Task #3: MVP API — payment-gated jobs + demo endpoint

OpenAPI spec (lib/api-spec/openapi.yaml)
- Added POST /jobs, GET /jobs/{id}, GET /demo endpoints
- Added schemas: CreateJobRequest, CreateJobResponse, JobStatusResponse,
  InvoiceInfo, JobState, DemoResponse, ErrorResponse
- Ran codegen: generated CreateJobBody, GetJobResponse, RunDemoQueryParams etc.

Jobs router (artifacts/api-server/src/routes/jobs.ts)
- POST /jobs: validates body, creates LNbits eval invoice, inserts job +
  invoice in a DB transaction, returns { jobId, evalInvoice }
- GET /jobs/🆔 fetches job, calls advanceJob() helper, returns state-
  appropriate payload (eval/work invoice, reason, result, errorMessage)
- advanceJob() state machine:
  - awaiting_eval_payment: checks LNbits, atomically marks paid + advances
    state via optimistic WHERE state='awaiting_eval_payment'; runs
    AgentService.evaluateRequest, branches to awaiting_work_payment or rejected
  - awaiting_work_payment: same pattern for work invoice, runs
    AgentService.executeWork, advances to complete
  - Any agent/LNbits error transitions job to failed

Demo router (artifacts/api-server/src/routes/demo.ts)
- GET /demo?request=...: in-memory rate limiter (5 req/hour per IP)
- Explicit guard for missing request param (coerce.string() workaround)
- Calls AgentService.executeWork directly, returns { result }

Dev router (artifacts/api-server/src/routes/dev.ts)
- POST /dev/stub/pay/:paymentHash: marks stub invoice paid in-memory
- Only mounted when NODE_ENV !== 'production'

Route index updated to mount all three routers

replit.md: documented full curl flow with all 6 steps, demo endpoint,
and dev stub-pay trigger

End-to-end verified with curl:
- Full flow: create → eval pay → evaluating → work pay → executing → complete
- Error cases: 400 on missing body/param, 404 on unknown job

artifacts/api-server/src/routes/demo.ts

@@ -0,0 +1,65 @@
+import { Router, type Request, type Response } from "express";
+import { RunDemoQueryParams } from "@workspace/api-zod";
+import { agentService } from "../lib/agent.js";
+
+const router = Router();
+
+const RATE_LIMIT_MAX = 5;
+const RATE_LIMIT_WINDOW_MS = 60 * 60 * 1000;
+
+const ipHits = new Map<string, { count: number; resetAt: number }>();
+
+function checkRateLimit(ip: string): { allowed: boolean; resetAt: number } {
+  const now = Date.now();
+  const entry = ipHits.get(ip);
+
+  if (!entry || now >= entry.resetAt) {
+    ipHits.set(ip, { count: 1, resetAt: now + RATE_LIMIT_WINDOW_MS });
+    return { allowed: true, resetAt: now + RATE_LIMIT_WINDOW_MS };
+  }
+
+  if (entry.count >= RATE_LIMIT_MAX) {
+    return { allowed: false, resetAt: entry.resetAt };
+  }
+
+  entry.count += 1;
+  return { allowed: true, resetAt: entry.resetAt };
+}
+
+router.get("/demo", async (req: Request, res: Response) => {
+  const ip =
+    (req.headers["x-forwarded-for"] as string | undefined)?.split(",")[0]?.trim() ??
+    req.socket.remoteAddress ??
+    "unknown";
+
+  const { allowed, resetAt } = checkRateLimit(ip);
+  if (!allowed) {
+    const secsUntilReset = Math.ceil((resetAt - Date.now()) / 1000);
+    res.status(429).json({
+      error: `Rate limit exceeded.
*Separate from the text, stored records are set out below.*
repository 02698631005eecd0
pub mod session;
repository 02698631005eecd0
use leptos::*;
use web_sys::console;

pub mod config;
pub mod error;
mod pages;
mod state;
#[cfg(test)]
mod test_support;
pub mod utils;

use pages::login::LoginPage;

#[wasm_bindgen::prelude::wasm_bindgen(start)]
pub fn start() {
    console_error_panic_hook::set_once();

    let (cfg, config_error) = match config::init() {
        Ok(cfg) => (cfg, None),
        Err(err) => (config::runtime_config(), Some(err)),
    };
    if console_log::init_with_level(cfg.log_level()).is_err() {
        console::log_1(&"Logger already initialized".into());
    }
    if let Some(err) = config_error {
        log::warn!("ignoring runtime config: {}", err);
    }
    log::info!("Starting userinfo frontend (wasm)");

    mount_to_body(|| view! { <LoginPage/> });
}
use std::path::PathBuf;

use thiserror::Error;

/// Every failure the dashboard core can report.
///
/// Load-time variants (`Io`, `Deserialization`, and `Schema` raised by a
/// loader) are fatal to the session; the rest are scoped to a single
/// interaction and leave the shared datasets and model untouched.
#[derive(Debug, Error)]
pub enum DashboardError {
    /// A source file is missing, unreadable or in an unsupported format.
    #[error("cannot read {path}: {message}")]
    Io { path: PathBuf, message: String },

    /// An expected column is absent or the table layout is malformed.
    #[error("schema error: {0}")]
    Schema(String),

    /// A client identifier is not present in a table.
    #[error("client {0} not found")]
    NotFound(i64),

    /// The model artifact is corrupt or of an incompatible kind.
    #[error("cannot deserialize model: {0}")]
    Deserialization(String),

    /// A value lies outside the domain an operation accepts.
    #[error("invalid argument: {0}")]
    InvalidArgument(String),
}

impl DashboardError {
    pub fn io(path: impl Into<PathBuf>, err: impl std::fmt::Display) -> Self {
        DashboardError::Io {
            path: path.into(),
            message: err.to_string(),
        }
    }

    pub fn schema(msg: impl Into<String>) -> Self {
        DashboardError::Schema(msg.into())
    }

    pub fn invalid(msg: impl Into<String>) -> Self {
        DashboardError::InvalidArgument(msg.into())
    }
}

pub type Result<T, E = DashboardError> = std::result::Result<T, E>;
Try again in ${secsUntilReset}s (5 requests per hour per IP).`,
+    });
+    return;
+  }
+
+  if (!req.query.request) {
+    res.status(400).json({ error: "Missing required query param: request" });
+    return;
+  }
+
+  const parseResult = RunDemoQueryParams.safeParse(req.query);
+  if (!parseResult.success) {
+    res.status(400).json({ error: "Invalid query param: request must be a non-empty string" });
+    return;
+  }
+  const { request } = parseResult.data;
+
+  try {
+    const { result } = await agentService.executeWork(request);
+    res.json({ result });
+  } catch (err) {
+    const message = err instanceof Error ? err.message : "Agent error";
+    res.status(500).json({ error: message });
+  }
+});
+
+export default router;